In the wedding world, 2020 will definitely be viewed as the year of newness. It is out of necessity mainly, but also as a result of fringe trends that have been bubbling to the surface in the age of wanting more privacy and less exposure. The Covid-19 virus has squashed all social gatherings for the current time and has forced couples to decide if they want to get married on their original date or postpone to a much later date that may feel safer for them. At the same time we live in a day and age where our online presence has become a competition of sport, and one’s sacred wedding day has become a social challenge for popular opinion for wins to be better than others over being authentic to themselves.
I am heartbroken on the state of the wedding community at this current moment. So many couples are feeling lost without valid or attainable options and so many vendors are sitting watching their financial health dwindle by the day. The virus surges yet no one in this equation wins. The hopeful bride and groom/bride and bride/groom and groom hurts for their lost dreams and their lost investments, and the hardworking wedding professionals count the days down to when they meet the ultimate fate of shuttering their business over loss of any income. The virus pushes on at the expense of all.
For those of you who are able to continue your original plans for 2020 I send kudos to you. Guest counts and protection measures all hinder the movements of our day and if you are able to navigate that landscape to realize your wedding then that is an amazing feat, and I celebrate you. For most, though, they are quickly realizing that government restrictions and venue/vendor precautions are hindering their ability to host a gathering in a way that feels normal and special to them. So they are forced with the need to pivot.
But what does pivoting look like? Do you upheave everything and move both your ceremony and your reception to 2021 or beyond? Do you grasp hold to a semblance of your original plan and hold a mini ceremony on your original 2020 wedding date and host the party in 2021? Or do you forge ahead with your 2020 plans as is – or with slight variations – and hope that we will be in a different space in 2 or 3 or 4 months from now?

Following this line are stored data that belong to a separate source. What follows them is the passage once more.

//! Completion engine: records a team's submission against a pending spin
//! assignment, first submission wins.

use crate::{
    dao::models::{ActionReply, current_time_ms},
    error::ServiceError,
    services::sync_service::{SyncBackend, SyncCoordinator},
};

/// Record a team's completion for the assignment with `spin_id`.
///
/// Business-rule rejections (unknown assignment, duplicate submission,
/// missing team name) come back as `ok = false` replies; only
/// infrastructure failures raise.
pub async fn submit_completion(
    coordinator: &SyncCoordinator,
    spin_id: u64,
    team_name: &str,
) -> Result<ActionReply, ServiceError> {
    let team_name = team_name.trim();
    if team_name.is_empty() {
        return Ok(ActionReply::rejected("Team name is required."));
    }

    if let Some(remote) = coordinator.remote_if_active()
        && coordinator.session().submit_procedure_enabled()
    {
        match remote.submit_completion_once(spin_id, team_name).await {
            Ok(reply) => {
                coordinator.session().set_backend(SyncBackend::Remote);
                coordinator.session().set_force_local(false);
                return Ok(reply);
            }
            Err(err) if err.is_capability_missing() => {
                coordinator.session().disable_submit_procedure();
                coordinator.session().warn(
                    "Atomic cloud submit procedure not installed. Using standard submit mode.",
                );
            }
            Err(err) => {
                coordinator.session().warn(format!(
                    "Cloud submit procedure unavailable ({err}). Using standard submit mode."
                ));
            }
        }
    }

    submit_read_modify_write(coordinator, spin_id, team_name).await
}

async fn submit_read_modify_write(
    coordinator: &SyncCoordinator,
    spin_id: u64,
    team_name: &str,
) -> Result<ActionReply, ServiceError> {
    let _gate = coordinator.lock_operations().await;

    let mut state = coordinator.load().await?;
    let Some(position) = state.assignment_position(spin_id) else {
        return Ok(ActionReply::rejected("Task assignment not found."));
    };

    if state.assignments[position].completed_at_ms.is_some() {
        return Ok(ActionReply::rejected("This task was already submitted."));
    }

    let submission_seq = state.next_submission_seq.max(1);
    let assignment = &mut state.assignments[position];
    assignment.team_name = team_name.to_string();
    assignment.completed_at_ms = Some(current_time_ms());
    assignment.submission_seq = Some(submission_seq);
    state.next_submission_seq = submission_seq + 1;

    coordinator.save(state).await?;
    Ok(ActionReply::accepted("Completion submitted successfully."))
}

#[cfg(test)]
mod tests {
    use super::*;
    use crate::dao::models::{SpinAssignment, WheelState};
    use crate::dao::wheel_store::local::LocalWheelStore;
    use crate::dao::wheel_store::rest::{RestConfig, RestWheelStore};
    use tempfile::TempDir;

    // Minimal HTTP listener answering 404 to everything, like a gateway
    // without the optional procedures installed.
    async fn spawn_not_found_server() -> String {
        use tokio::io::{AsyncReadExt, AsyncWriteExt};

        let listener = tokio::net::TcpListener::bind("127.0.0.1:0")
            .await
            .expect("bind");
        let addr = listener.local_addr().expect("addr");
        tokio::spawn(async move {
            while let Ok((mut socket, _)) = listener.accept().await {
                tokio::spawn(async move {
                    let mut buffer = [0u8; 4096];
                    let _ = socket.read(&mut buffer).await;
                    let _ = socket
                        .write_all(
                            b"HTTP/1.1 404 Not Found\r\ncontent-length: 0\r\nconnection: close\r\n\r\n",
                        )
                        .await;
                });
            }
        });
        format!("http://{addr}")
    }

    fn coordinator_in(dir: &TempDir) -> SyncCoordinator {
        let store = LocalWheelStore::new(dir.path().join("shared_state.json"));
        SyncCoordinator::new(store, None)
    }

    fn pending_assignment(spin_id: u64) -> SpinAssignment {
        SpinAssignment {
            spin_id,
            option_name: "task".into(),
            assigned_at_ms: 1_000,
            team_name: String::new(),
            completed_at_ms: None,
            submission_seq: None,
        }
    }

    async fn seed(coordinator: &SyncCoordinator, assignments: Vec<SpinAssignment>) {
        let mut state = WheelState::new_default();
        state.assignments = assignments;
        coordinator.save(state).await.expect("seed");
    }

    #[tokio::test]
    async fn first_submission_wins_and_duplicates_are_rejected() {
        let dir = TempDir::new().expect("tempdir");
        let coordinator = coordinator_in(&dir);
        seed(&coordinator, vec![pending_assignment(1)]).await;

        let first = submit_completion(&coordinator, 1, " red ")
            .await
            .expect("submit");
        assert!(first.ok);

        let second = submit_completion(&coordinator, 1, "blue")
            .await
            .expect("submit");
        assert!(!second.ok);
        assert_eq!(second.message, "This task was already submitted.");

        let state = coordinator.load().await.expect("load");
        let assignment = &state.assignments[0];
        // The first team's name sticks; the duplicate changed nothing.
        assert_eq!(assignment.team_name, "red");
        assert_eq!(assignment.submission_seq, Some(1));
        assert!(assignment.completed_at_ms.is_some());
        assert_eq!(state.next_submission_seq, 2);
    }

    #[tokio::test]
    async fn unknown_assignment_is_rejected_without_mutation() {
        let dir = TempDir::new().expect("tempdir");
        let coordinator = coordinator_in(&dir);
        seed(&coordinator, vec![pending_assignment(1)]).await;

        let reply = submit_completion(&coordinator, 99, "red")
            .await
            .expect("submit");
        assert!(!reply.ok);
        assert_eq!(reply.message, "Task assignment not found.");

        let state = coordinator.load().await.expect("load");
        assert_eq!(state.next_submission_seq, 1);
        assert!(state.assignments[0].completed_at_ms.is_none());
    }

    #[tokio::test]
    async fn empty_team_name_is_rejected() {
        let dir = TempDir::new().expect("tempdir");
        let coordinator = coordinator_in(&dir);
        seed(&coordinator, vec![pending_assignment(1)]).await;

        let reply = submit_completion(&coordinator, 1, "   ")
            .await
            .expect("submit");
        assert!(!reply.ok);
    }

    #[tokio::test]
    async fn missing_remote_procedure_disables_it_and_submits_locally() {
        let dir = TempDir::new().expect("tempdir");
        let store = LocalWheelStore::new(dir.path().join("shared_state.json"));
        let mut state = WheelState::new_default();
        state.assignments = vec![pending_assignment(1)];
        store.save(state).await.expect("seed");

        let config = RestConfig::new(spawn_not_found_server().await, "test-key");
        let remote = RestWheelStore::connect(config).expect("client");
        let coordinator = SyncCoordinator::new(store, Some(remote));

        let reply = submit_completion(&coordinator, 1, "red")
            .await
            .expect("submit");
        assert!(reply.ok);

        assert!(!coordinator.session().submit_procedure_enabled());
        assert!(coordinator.session().force_local());
        assert!(coordinator.session().take_warning().is_some());

        let state = coordinator.load().await.expect("load");
        assert_eq!(state.assignments[0].team_name, "red");
        assert_eq!(state.assignments[0].submission_seq, Some(1));
    }

    #[tokio::test]
    async fn submission_sequence_is_monotonic_across_assignments() {
        let dir = TempDir::new().expect("tempdir");
        let coordinator = coordinator_in(&dir);
        seed(
            &coordinator,
            vec![
                pending_assignment(1),
                pending_assignment(2),
                pending_assignment(3),
            ],
        )
        .await;

        for (spin_id, team) in [(2, "red"), (1, "blue"), (3, "green")] {
            let reply = submit_completion(&coordinator, spin_id, team)
                .await
                .expect("submit");
            assert!(reply.ok);
        }

        let state = coordinator.load().await.expect("load");
        let mut seqs: Vec<u64> = state
            .assignments
            .iter()
            .filter_map(|a| a.submission_seq)
            .collect();
        seqs.sort_unstable();
        assert_eq!(seqs, vec![1, 2, 3]);
        assert_eq!(state.next_submission_seq, 4);
    }
}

So where do we go from here? With all storms there is always light at the end of the tunnel. There is always a beam of hope in a sea of darkness. And if we are all strong enough we will weather this storm and enjoy the warmth of sunshine on the other end. I have been advising my couples according to their wedding dates and what I am seeing in the industry for what other couples are doing in their time frame. I will continue to update this blog and my socials so everyone is in the loop on where things stand for me, my staff, and my clients. I can’t predict the future and I don’t have a crystal ball but I will always do everything I can to keep you all informed, and advise my couples in how I see fit.
Stay safe and well everyone! Much love!!